What is being asked: Each line that contains the word "probe" is to be copied from the records below.

The input:
// tests/stats_tests.rs

use quiz_board::{
    catalog::default_catalog, config::Config, routes, state::AppState, store::Store,
};
use serde_json::{Value, json};

async fn spawn_app() -> String {
    let config = Config {
        host: "127.0.0.1".to_string(),
        port: 0,
        rust_log: "error".to_string(),
        log_dir: "logs".to_string(),
        admin_refresh_secs: 30,
        quiz_catalog_path: None,
    };

    let state = AppState::new(Store::new(default_catalog()), config);
    let app = routes::create_router(state);
    let listener = tokio::net::TcpListener::bind("127.0.0.1:0").await.unwrap();
    let port = listener.local_addr().unwrap().port();
    let address = format!("http://127.0.0.1:{}", port);

    tokio::spawn(async move {
        axum::serve(listener, app).await.unwrap();
    });

    address
}

async fn answer(client: &reqwest::Client, address: &str, user: &str, quiz: &str, option: &str) -> Value {
    client
        .post(&format!("{}/api/quizzes/answer", address))
        .json(&json!({
            "userName": user,
            "userId": format!("id_{}", user),
            "quizId": quiz,
            "selectedOption": option
        }))
        .send()
        .await
        .expect("Submit failed")
        .json()
        .await
        .expect("Failed to parse answer json")
}

async fn get_json(client: &reqwest::Client, address: &str, path: &str) -> Value {
    let response = client
        .get(&format!("{}{}", address, path))
        .send()
        .await
        .expect("Request failed");
    assert_eq!(response.status().as_u16(), 200, "{}", path);
    response.json().await.expect("Failed to parse json")
}

#[tokio::test]
async fn worked_example_for_one_user() {
    // Arrange
    let address = spawn_app().await;
    let client = reqwest::Client::new();

    // Act
    let first = answer(&client, &address, "张三", "quiz_1", "B").await;
    assert_eq!(first["isCorrect"], true);
    let second = answer(&client, &address, "张三", "quiz_2", "A").await;
    assert_eq!(second["isCorrect"], false);

    // Assert
    let board = get_json(&client, &address, "/api/stats/users").await;
    let row = &board[0];
    assert_eq!(row["rank"], 1);
    assert_eq!(row["userName"], "张三");
    assert_eq!(row["userId"], "id_张三");
    assert_eq!(row["score"], 10);
    assert_eq!(row["correct"], 1);
    assert_eq!(row["wrong"], 1);
    assert_eq!(row["total"], 2);
    assert_eq!(row["accuracy"], 50.0);
}

#[tokio::test]
async fn repeated_submissions_are_all_counted() {
    let address = spawn_app().await;
    let client = reqwest::Client::new();

    for _ in 0..2 {
        answer(&client, &address, "dup", "quiz_1", "B").await;
        answer(&client, &address, "dup", "quiz_3", "C").await;
    }

    let board = get_json(&client, &address, "/api/stats/users").await;
    assert_eq!(board[0]["correct"], 2);
    assert_eq!(board[0]["wrong"], 2);
    assert_eq!(board[0]["score"], 20);

    let records = get_json(&client, &address, "/api/stats/quiz-records").await;
    assert_eq!(records.as_array().unwrap().len(), 4);
}

#[tokio::test]
async fn leaderboard_is_ranked_by_score() {
    let address = spawn_app().await;
    let client = reqwest::Client::new();

    answer(&client, &address, "low", "quiz_1", "A").await;
    answer(&client, &address, "mid", "quiz_1", "B").await;
    answer(&client, &address, "top", "quiz_1", "B").await;
    answer(&client, &address, "top", "quiz_2", "C").await;
    answer(&client, &address, "tie", "quiz_3", "A").await;

    let board = get_json(&client, &address, "/api/stats/users").await;
    let rows = board.as_array().unwrap();
    let names: Vec<&str> = rows.iter().map(|r| r["userName"].as_str().unwrap()).collect();
    // "mid" reached 10 points before "tie"
    assert_eq!(names, ["top", "mid", "tie", "low"]);

    let scores: Vec<u64> = rows.iter().map(|r| r["score"].as_u64().unwrap()).collect();
    assert!(scores.windows(2).all(|w| w[0] >= w[1]));
    assert_eq!(rows[3]["accuracy"], 0.0);
}

#[tokio::test]
async fn overview_and_quiz_stats() {
    let address = spawn_app().await;
    let client = reqwest::Client::new();

    answer(&client, &address, "a", "quiz_1", "B").await;
    answer(&client, &address, "b", "quiz_1", "A").await;
    answer(&client, &address, "b", "quiz_1", "B").await;
    answer(&client, &address, "c", "quiz_2", "D").await;
    client
        .post(&format!("{}/api/comments", address))
        .json(&json!({ "userName": "a", "content": "hello" }))
        .send()
        .await
        .unwrap();

    let overview = get_json(&client, &address, "/api/stats/overview").await;
    assert_eq!(overview["totalUsers"], 3);
    assert_eq!(overview["totalAnswers"], 4);
    assert_eq!(overview["totalCorrect"], 2);
    assert_eq!(overview["totalComments"], 1);
    assert_eq!(overview["overallAccuracy"], 50.0);

    let stats = get_json(&client, &address, "/api/quizzes/quiz_1/stats").await;
    assert_eq!(stats["quizId"], "quiz_1");
    assert_eq!(stats["total"], 3);
    assert_eq!(stats["correct"], 2);
    assert_eq!(stats["wrong"], 1);
    assert_eq!(stats["accuracy"], 66.67);
    let options = stats["options"].as_array().unwrap();
    assert_eq!(options[0]["label"], "A");
    assert_eq!(options[0]["count"], 1);
    assert_eq!(options[1]["count"], 2);
    assert_eq!(options[1]["isCorrect"], true);

    let untouched = get_json(&client, &address, "/api/quizzes/quiz_3/stats").await;
    assert_eq!(untouched["total"], 0);
    assert_eq!(untouched["accuracy"], 0.0);
}

#[tokio::test]
async fn empty_store_reports_zeros() {
    let address = spawn_app().await;
    let client = reqwest::Client::new();

    let overview = get_json(&client, &address, "/api/stats/overview").await;
    assert_eq!(overview["totalUsers"], 0);
    assert_eq!(overview["overallAccuracy"], 0.0);

    let board = get_json(&client, &address, "/api/stats/users").await;
    assert!(board.as_array().unwrap().is_empty());
}

#[tokio::test]
async fn quiz_records_are_newest_first() {
    let address = spawn_app().await;
    let client = reqwest::Client::new();

    answer(&client, &address, "first", "quiz_1", "B").await;
    answer(&client, &address, "second", "quiz_2", "C").await;

    let records = get_json(&client, &address, "/api/stats/quiz-records").await;
    assert_eq!(records[0]["userName"], "second");
    assert_eq!(records[0]["quizId"], "quiz_2");
    assert_eq!(records[0]["selectedOption"], "C");
    assert_eq!(records[0]["isCorrect"], true);
    assert!(records[0]["time"].is_string());
    assert!(records[0]["timestamp"].is_string());
    assert_eq!(records[1]["userName"], "first");
}

#[tokio::test]
async fn comment_stats_totals() {
    let address = spawn_app().await;
    let client = reqwest::Client::new();

    let mut ids = Vec::new();
    for (user, text) in [("a", "one"), ("b", "two"), ("a", "three")] {
        let created: Value = client
            .post(&format!("{}/api/comments", address))
            .json(&json!({ "userName": user, "content": text }))
            .send()
            .await
            .unwrap()
            .json()
            .await
            .unwrap();
        ids.push(created["id"].as_str().unwrap().to_string());
    }
    for id in [&ids[0], &ids[1], &ids[1]] {
        client
            .post(&format!("{}/api/comments/like", address))
            .json(&json!({ "commentId": id }))
            .send()
            .await
            .unwrap();
    }

    let stats = get_json(&client, &address, "/api/stats/comments").await;
    assert_eq!(stats["totalComments"], 3);
    assert_eq!(stats["totalLikes"], 3);
    assert_eq!(stats["users"][0]["userName"], "a");
    assert_eq!(stats["users"][0]["commentCount"], 2);
    assert_eq!(stats["users"][0]["likes"], 1);
    assert_eq!(stats["users"][1]["userName"], "b");
    assert_eq!(stats["users"][1]["likes"], 2);
}

#[tokio::test]
async fn export_returns_csv_attachment() {
    let address = spawn_app().await;
    let client = reqwest::Client::new();

    answer(&client, &address, "张三", "quiz_1", "B").await;
    answer(&client, &address, "李四", "quiz_1", "D").await;

    let response = client
        .get(&format!("{}/api/export/quiz-records", address))
        .send()
        .await
        .unwrap();
    assert_eq!(response.status().as_u16(), 200);

    let headers = response.headers().clone();
    assert!(
        headers["content-type"]
            .to_str()
            .unwrap()
            .starts_with("text/csv")
    );
    assert!(
        headers["content-disposition"]
            .to_str()
            .unwrap()
            .starts_with("attachment; filename=\"quiz_records_")
    );

    let body = response.text().await.unwrap();
    let lines: Vec<&str> = body.trim_start_matches('\u{feff}').lines().collect();
    assert_eq!(lines.len(), 3);
    assert!(lines[1].starts_with("1,李四,quiz_1,D,wrong,"));
    assert!(lines[2].starts_with("2,张三,quiz_1,B,correct,"));
}
// src/routes.rs

use axum::{
    Router,
    routing::{get, post},
};
use tower_http::{
    cors::{Any, CorsLayer},
    trace::TraceLayer,
};

use crate::{
    handlers::{comment, export, pages, quiz, stats},
    state::AppState,
};

/// Assembles the main application router.
///
/// * Merges all sub-routers (comments, quizzes, stats, export).
/// * Serves the admin and participant pages plus the health probe.
/// * Applies global middleware (Trace, CORS open to any origin).
/// * Injects global state (record store, config).
pub fn create_router(state: AppState) -> Router {
    let cors = CorsLayer::new()
        .allow_origin(Any)
        .allow_methods(Any)
        .allow_headers(Any);

    let comment_routes = Router::new()
        .route("/", get(comment::list_comments).post(comment::create_comment))
        .route("/like", post(comment::like_comment));

    let quiz_routes = Router::new()
        .route("/", get(quiz::list_quizzes))
        .route("/answer", post(quiz::submit_answer))
        .route("/{quiz_id}", get(quiz::get_quiz))
        .route("/{quiz_id}/stats", get(quiz::quiz_stats));

    let stats_routes = Router::new()
        .route("/overview", get(stats::overview))
        .route("/users", get(stats::user_leaderboard))
        .route("/comments", get(stats::comment_stats))
        .route("/quiz-records", get(stats::quiz_records));

    let export_routes = Router::new().route("/quiz-records", get(export::export_quiz_records));

    Router::new()
        .route("/", get(pages::index_page))
        .route("/admin", get(pages::admin_page))
        .route("/health", get(pages::health_check))
        .nest("/api/comments", comment_routes)
        .nest("/api/quizzes", quiz_routes)
        .nest("/api/stats", stats_routes)
        .nest("/api/export", export_routes)
        // Global Middleware (applied from outside in)
        .layer(TraceLayer::new_for_http())
        .layer(cors)
        .with_state(state)
}
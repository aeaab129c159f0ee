// src/error.rs

use axum::{
    Json,
    extract::rejection::JsonRejection,
    http::StatusCode,
    response::{IntoResponse, Response},
};
use serde_json::json;
use std::fmt;

/// Global Application Error Enum.
/// Centralizes error handling and mapping to HTTP responses.
#[derive(Debug)]
pub enum AppError {
    // 500 Internal Server Error
    InternalServerError(String),

    // 400 Bad Request
    BadRequest(String),

    // 404 Not Found
    NotFound(String),
}

impl fmt::Display for AppError {
    fn fmt(&self, f: &mut fmt::Formatter<'_>) -> fmt::Result {
        write!(f, "{:?}", self)
    }
}

impl std::error::Error for AppError {}

/// Implements `IntoResponse` for `AppError`.
/// Converts the error into a JSON response with appropriate HTTP status code.
impl IntoResponse for AppError {
    fn into_response(self) -> Response {
        let (status, error_message) = match self {
            AppError::InternalServerError(msg) => {
                tracing::error!("Internal Server Error: {}", msg);
                (
                    StatusCode::INTERNAL_SERVER_ERROR,
                    "Internal Server Error".to_string(),
                )
            }
            AppError::BadRequest(msg) => (StatusCode::BAD_REQUEST, msg),
            AppError::NotFound(msg) => (StatusCode::NOT_FOUND, msg),
        };
        let body = Json(json!({
            "error": error_message,
        }));

        (status, body).into_response()
    }
}

/// Malformed or incomplete JSON bodies are client errors.
impl From<JsonRejection> for AppError {
    fn from(rejection: JsonRejection) -> Self {
        AppError::BadRequest(rejection.body_text())
    }
}

impl From<validator::ValidationErrors> for AppError {
    fn from(errors: validator::ValidationErrors) -> Self {
        AppError::BadRequest(errors.to_string())
    }
}
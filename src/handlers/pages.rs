// src/handlers/pages.rs

use axum::{Json, extract::State, response::Html};
use serde_json::json;

use crate::config::Config;

const ADMIN_PAGE: &str = include_str!("../../static/admin.html");
const INDEX_PAGE: &str = include_str!("../../static/index.html");

/// Admin dashboard. The polling interval comes from configuration.
pub async fn admin_page(State(config): State<Config>) -> Html<String> {
    Html(ADMIN_PAGE.replace(
        "{{REFRESH_SECS}}",
        &config.admin_refresh_secs.to_string(),
    ))
}

/// Participant page: answer quizzes, post and like comments.
pub async fn index_page() -> Html<&'static str> {
    Html(INDEX_PAGE)
}

/// Liveness probe.
pub async fn health_check() -> Json<serde_json::Value> {
    Json(json!({ "status": "healthy" }))
}
// src/handlers/export.rs

use std::sync::Arc;

use axum::{extract::State, http::header, response::IntoResponse};
use chrono::Utc;

use crate::{
    handlers::stats::newest_first, models::record::QuizRecord, store::Store,
    utils::time::file_stamp,
};

const HEADER_ROW: [&str; 7] = ["No", "User", "Quiz", "Selected", "Result", "Time", "Timestamp"];

/// Downloads all quiz records as a CSV attachment, newest first.
/// The body starts with a UTF-8 BOM so spreadsheet tools detect the encoding.
pub async fn export_quiz_records(State(store): State<Arc<Store>>) -> impl IntoResponse {
    let records = newest_first(store.records().await);
    let filename = format!("quiz_records_{}.csv", file_stamp(Utc::now()));

    tracing::info!("Exporting {} quiz records", records.len());

    (
        [
            (header::CONTENT_TYPE, "text/csv; charset=utf-8".to_string()),
            (
                header::CONTENT_DISPOSITION,
                format!("attachment; filename=\"{}\"", filename),
            ),
        ],
        render_csv(&records),
    )
}

fn render_csv(records: &[QuizRecord]) -> String {
    let mut out = String::from("\u{feff}");
    out.push_str(&HEADER_ROW.join(","));
    out.push_str("\r\n");

    for (i, r) in records.iter().enumerate() {
        let result = if r.is_correct { "correct" } else { "wrong" };
        let row = [
            (i + 1).to_string(),
            escape_field(&r.user_name),
            escape_field(&r.quiz_id),
            escape_field(&r.selected_option),
            result.to_string(),
            r.time.clone(),
            r.timestamp.to_rfc3339(),
        ];
        out.push_str(&row.join(","));
        out.push_str("\r\n");
    }

    out
}

/// Quotes a field when needed and neutralizes spreadsheet formulas.
fn escape_field(value: &str) -> String {
    let value = if value.starts_with(['=', '+', '-', '@']) {
        format!("'{}", value)
    } else {
        value.to_string()
    };

    if value.contains([',', '"', '\n', '\r']) {
        format!("\"{}\"", value.replace('"', "\"\""))
    } else {
        value
    }
}
mod balances;
mod metadata;
mod sql;

use std::sync::Arc;

use sunscan_core::{ReqwestHttpClient, RpcClient, Scanner};
use sunscan_warehouse::{Warehouse, WarehouseConfig};

use crate::cli::{Cli, Command};
use crate::error::CliError;

pub async fn run(cli: &Cli) -> Result<(), CliError> {
    match &cli.command {
        Command::Metadata => metadata::run(cli).await,
        Command::Balances => balances::run(cli).await,
        Command::Sql(args) => sql::run(cli, args),
    }
}

fn open_warehouse(cli: &Cli) -> Result<Warehouse, CliError> {
    let config = match &cli.db_path {
        Some(path) => WarehouseConfig::at(path),
        None => WarehouseConfig::default(),
    };
    Ok(Warehouse::open(config)?)
}

fn build_scanner(cli: &Cli) -> Scanner {
    let config = cli.scraper_config();
    let rpc = RpcClient::new(&config.node_url, Arc::new(ReqwestHttpClient::new()))
        .with_policy(config.retry);
    Scanner::new(rpc).with_concurrency(config.concurrency)
}

fn render<T: serde::Serialize>(value: &T, pretty: bool) -> Result<(), CliError> {
    let output = if pretty {
        serde_json::to_string_pretty(value)?
    } else {
        serde_json::to_string(value)?
    };
    println!("{output}");
    Ok(())
}
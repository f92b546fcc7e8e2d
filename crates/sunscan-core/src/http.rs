//! HTTP transport seam for the JSON-RPC endpoint.
//!
//! The call engine talks to a [`HttpClient`] trait object so tests can
//! script transport behavior without a network; [`ReqwestHttpClient`] is
//! the production implementation.

use std::fmt::{Display, Formatter};
use std::future::Future;
use std::pin::Pin;
use std::sync::Arc;
use std::time::Duration;

/// A single JSON POST to the RPC endpoint.
#[derive(Debug, Clone, PartialEq, Eq)]
pub struct HttpRequest {
    pub url: String,
    pub body: String,
    pub timeout_ms: u64,
}

impl HttpRequest {
    pub fn post_json(url: impl Into<String>, body: impl Into<String>) -> Self {
        Self {
            url: url.into(),
            body: body.into(),
            timeout_ms: 10_000,
        }
    }

    pub fn with_timeout_ms(mut self, timeout_ms: u64) -> Self {
        self.timeout_ms = timeout_ms;
        self
    }
}

/// Response envelope. The body is kept raw; parsing and status
/// classification belong to the call engine.
#[derive(Debug, Clone, PartialEq, Eq)]
pub struct HttpResponse {
    pub status: u16,
    pub body: String,
}

impl HttpResponse {
    pub const fn is_success(&self) -> bool {
        self.status >= 200 && self.status < 300
    }
}

/// Transport-level failure; `timed_out` marks the per-attempt deadline.
#[derive(Debug, Clone, PartialEq, Eq)]
pub struct HttpError {
    message: String,
    timed_out: bool,
}

impl HttpError {
    pub fn new(message: impl Into<String>) -> Self {
        Self {
            message: message.into(),
            timed_out: false,
        }
    }

    pub fn timed_out(message: impl Into<String>) -> Self {
        Self {
            message: message.into(),
            timed_out: true,
        }
    }

    pub fn message(&self) -> &str {
        &self.message
    }

    pub const fn is_timeout(&self) -> bool {
        self.timed_out
    }
}

impl Display for HttpError {
    fn fmt(&self, f: &mut Formatter<'_>) -> std::fmt::Result {
        f.write_str(&self.message)
    }
}

impl std::error::Error for HttpError {}

/// Transport contract used by the call engine.
pub trait HttpClient: Send + Sync {
    fn execute<'a>(
        &'a self,
        request: HttpRequest,
    ) -> Pin<Box<dyn Future<Output = Result<HttpResponse, HttpError>> + Send + 'a>>;
}

/// Production client backed by reqwest.
#[derive(Debug, Clone)]
pub struct ReqwestHttpClient {
    client: Arc<reqwest::Client>,
}

impl ReqwestHttpClient {
    pub fn new() -> Self {
        Self {
            client: Arc::new(
                reqwest::Client::builder()
                    .user_agent("sunscan/0.1.0")
                    .build()
                    .unwrap_or_else(|_| reqwest::Client::new()),
            ),
        }
    }

    pub fn with_client(client: reqwest::Client) -> Self {
        Self {
            client: Arc::new(client),
        }
    }
}

impl Default for ReqwestHttpClient {
    fn default() -> Self {
        Self::new()
    }
}

impl HttpClient for ReqwestHttpClient {
    fn execute<'a>(
        &'a self,
        request: HttpRequest,
    ) -> Pin<Box<dyn Future<Output = Result<HttpResponse, HttpError>> + Send + 'a>> {
        Box::pin(async move {
            let response = self
                .client
                .post(&request.url)
                .header("content-type", "application/json")
                .timeout(Duration::from_millis(request.timeout_ms))
                .body(request.body)
                .send()
                .await
                .map_err(|e| {
                    if e.is_timeout() {
                        HttpError::timed_out(format!("request timeout: {e}"))
                    } else if e.is_connect() {
                        HttpError::new(format!("connection failed: {e}"))
                    } else {
                        HttpError::new(format!("request failed: {e}"))
                    }
                })?;

            let status = response.status().as_u16();
            let body = response
                .text()
                .await
                .map_err(|e| HttpError::new(format!("failed to read response body: {e}")))?;

            Ok(HttpResponse { status, body })
        })
    }
}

Problem solution:
/// * Serves the admin and participant pages plus the health probe.
/// Liveness probe.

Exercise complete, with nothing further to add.